§ To do
Search the entries for the word "history" and pull out each line that has it.

─── Available data

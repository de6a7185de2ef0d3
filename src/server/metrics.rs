use axum::{http::StatusCode, response::IntoResponse};
use lazy_static::lazy_static;
use prometheus::{
    CounterVec, Encoder, Histogram, HistogramOpts, HistogramVec, Opts, Registry, TextEncoder,
};
use std::time::Duration;

/// Metric name prefix for all Moodify metrics
const PREFIX: &str = "moodify";

lazy_static! {
    pub static ref REGISTRY: Registry = Registry::new();

    // HTTP
    pub static ref HTTP_REQUESTS_TOTAL: CounterVec = CounterVec::new(
        Opts::new(format!("{PREFIX}_http_requests_total"), "Total number of HTTP requests"),
        &["method", "path", "status"]
    ).expect("Failed to create http_requests_total metric");

    pub static ref HTTP_REQUEST_DURATION_SECONDS: HistogramVec = HistogramVec::new(
        HistogramOpts::new(
            format!("{PREFIX}_http_request_duration_seconds"),
            "HTTP request duration in seconds"
        )
        .buckets(vec![0.001, 0.01, 0.05, 0.1, 0.5, 1.0, 2.0, 5.0, 10.0]),
        &["method", "path"]
    ).expect("Failed to create http_request_duration_seconds metric");

    // Authentication
    pub static ref AUTH_LOGIN_ATTEMPTS_TOTAL: CounterVec = CounterVec::new(
        Opts::new(format!("{PREFIX}_auth_login_attempts_total"), "Total login attempts"),
        &["status"]
    ).expect("Failed to create auth_login_attempts_total metric");

    pub static ref AUTH_LOGIN_DURATION_SECONDS: Histogram = Histogram::with_opts(
        HistogramOpts::new(
            format!("{PREFIX}_auth_login_duration_seconds"),
            "Login request duration in seconds"
        )
        .buckets(vec![0.1, 0.5, 1.0, 2.0, 5.0, 10.0])
    ).expect("Failed to create auth_login_duration_seconds metric");

    // Mood classification
    pub static ref CLASSIFICATIONS_TOTAL: CounterVec = CounterVec::new(
        Opts::new(
            format!("{PREFIX}_classifications_total"),
            "Mood classifications by outcome"
        ),
        &["outcome"]
    ).expect("Failed to create classifications_total metric");

    // Upstream services
    pub static ref UPSTREAM_ERRORS_TOTAL: CounterVec = CounterVec::new(
        Opts::new(
            format!("{PREFIX}_upstream_errors_total"),
            "Failed calls to external services"
        ),
        &["service", "error_type"]
    ).expect("Failed to create upstream_errors_total metric");
}

/// Registers every metric. Safe to call more than once.
pub fn init_metrics() {
    let _ = REGISTRY.register(Box::new(HTTP_REQUESTS_TOTAL.clone()));
    let _ = REGISTRY.register(Box::new(HTTP_REQUEST_DURATION_SECONDS.clone()));
    let _ = REGISTRY.register(Box::new(AUTH_LOGIN_ATTEMPTS_TOTAL.clone()));
    let _ = REGISTRY.register(Box::new(AUTH_LOGIN_DURATION_SECONDS.clone()));
    let _ = REGISTRY.register(Box::new(CLASSIFICATIONS_TOTAL.clone()));
    let _ = REGISTRY.register(Box::new(UPSTREAM_ERRORS_TOTAL.clone()));

    tracing::info!("Metrics system initialized successfully");
}

pub fn record_http_request(method: &str, path: &str, status: u16, duration: Duration) {
    HTTP_REQUESTS_TOTAL
        .with_label_values(&[method, path, &status.to_string()])
        .inc();

    HTTP_REQUEST_DURATION_SECONDS
        .with_label_values(&[method, path])
        .observe(duration.as_secs_f64());
}

pub fn record_login_attempt(status: &str, duration: Duration) {
    AUTH_LOGIN_ATTEMPTS_TOTAL.with_label_values(&[status]).inc();

    AUTH_LOGIN_DURATION_SECONDS.observe(duration.as_secs_f64());
}

/// `outcome` is one of `parsed`, `fallback` or `unavailable`.
pub fn record_classification(outcome: &str) {
    CLASSIFICATIONS_TOTAL.with_label_values(&[outcome]).inc();
}

pub fn record_upstream_error(service: &str, error_type: &str) {
    UPSTREAM_ERRORS_TOTAL
        .with_label_values(&[service, error_type])
        .inc();
}

/// Handler for the /metrics endpoint
pub async fn metrics_handler() -> impl IntoResponse {
    let encoder = TextEncoder::new();
    let metric_families = REGISTRY.gather();

    let mut buffer = vec![];
    match encoder.encode(&metric_families, &mut buffer) {
        Ok(()) => {
            let response = String::from_utf8(buffer).unwrap_or_default();
            (StatusCode::OK, response)
        }
        Err(e) => {
            tracing::error!("Failed to encode metrics: {}", e);
            (
                StatusCode::INTERNAL_SERVER_ERROR,
                format!("Failed to encode metrics: {}", e),
            )
        }
    }
}

#[cfg(test)]
mod tests {
    use super::*;

    fn has_metric(name: &str) -> bool {
        REGISTRY.gather().iter().any(|m| m.get_name() == name)
    }

    #[test]
    fn test_metrics_initialization() {
        init_metrics();
        init_metrics();

        // Vec metrics only show up once a label set has been used.
        record_login_attempt("success", Duration::from_millis(10));
        assert!(has_metric("moodify_auth_login_attempts_total"));
        assert!(has_metric("moodify_auth_login_duration_seconds"));
    }

    #[test]
    fn test_record_http_request() {
        init_metrics();

        record_http_request("GET", "/v1/mood/history", 200, Duration::from_millis(50));

        assert!(has_metric("moodify_http_requests_total"));
        assert!(has_metric("moodify_http_request_duration_seconds"));
        assert!(
            HTTP_REQUESTS_TOTAL
                .with_label_values(&["GET", "/v1/mood/history", "200"])
                .get()
                >= 1.0
        );
    }

    #[test]
    fn test_record_classification() {
        init_metrics();

        let before = CLASSIFICATIONS_TOTAL.with_label_values(&["fallback"]).get();
        record_classification("fallback");
        let after = CLASSIFICATIONS_TOTAL.with_label_values(&["fallback"]).get();

        assert!(after >= before + 1.0);
        assert!(has_metric("moodify_classifications_total"));
    }

    #[test]
    fn test_record_upstream_error() {
        init_metrics();

        record_upstream_error("catalog", "rate_limited");

        assert!(has_metric("moodify_upstream_errors_total"));
    }

    #[tokio::test]
    async fn test_metrics_handler_renders_text() {
        init_metrics();
        record_classification("parsed");

        let response = metrics_handler().await.into_response();
        assert_eq!(response.status(), StatusCode::OK);
        let body = axum::body::to_bytes(response.into_body(), usize::MAX)
            .await
            .unwrap();
        let body = String::from_utf8(body.to_vec()).unwrap();
        assert!(body.contains("moodify_classifications_total"));
    }
}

──────

§ Result of the exercise
        record_http_request("GET", "/v1/mood/history", 200, Duration::from_millis(50));
                .with_label_values(&["GET", "/v1/mood/history", "200"])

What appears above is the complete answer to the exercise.